(What is being asked): The lines to copy are those in the records below that hold the word "error".

(Provided records):
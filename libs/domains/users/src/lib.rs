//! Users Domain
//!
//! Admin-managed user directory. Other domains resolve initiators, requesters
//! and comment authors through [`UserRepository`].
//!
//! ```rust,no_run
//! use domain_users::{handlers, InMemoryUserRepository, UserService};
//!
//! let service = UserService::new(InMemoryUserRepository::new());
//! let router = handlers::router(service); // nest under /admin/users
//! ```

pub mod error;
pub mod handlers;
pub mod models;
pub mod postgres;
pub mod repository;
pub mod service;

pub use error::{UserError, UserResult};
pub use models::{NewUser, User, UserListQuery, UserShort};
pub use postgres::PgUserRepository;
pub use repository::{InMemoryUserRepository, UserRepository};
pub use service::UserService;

(Expected output):
pub mod error;
pub use error::{UserError, UserResult};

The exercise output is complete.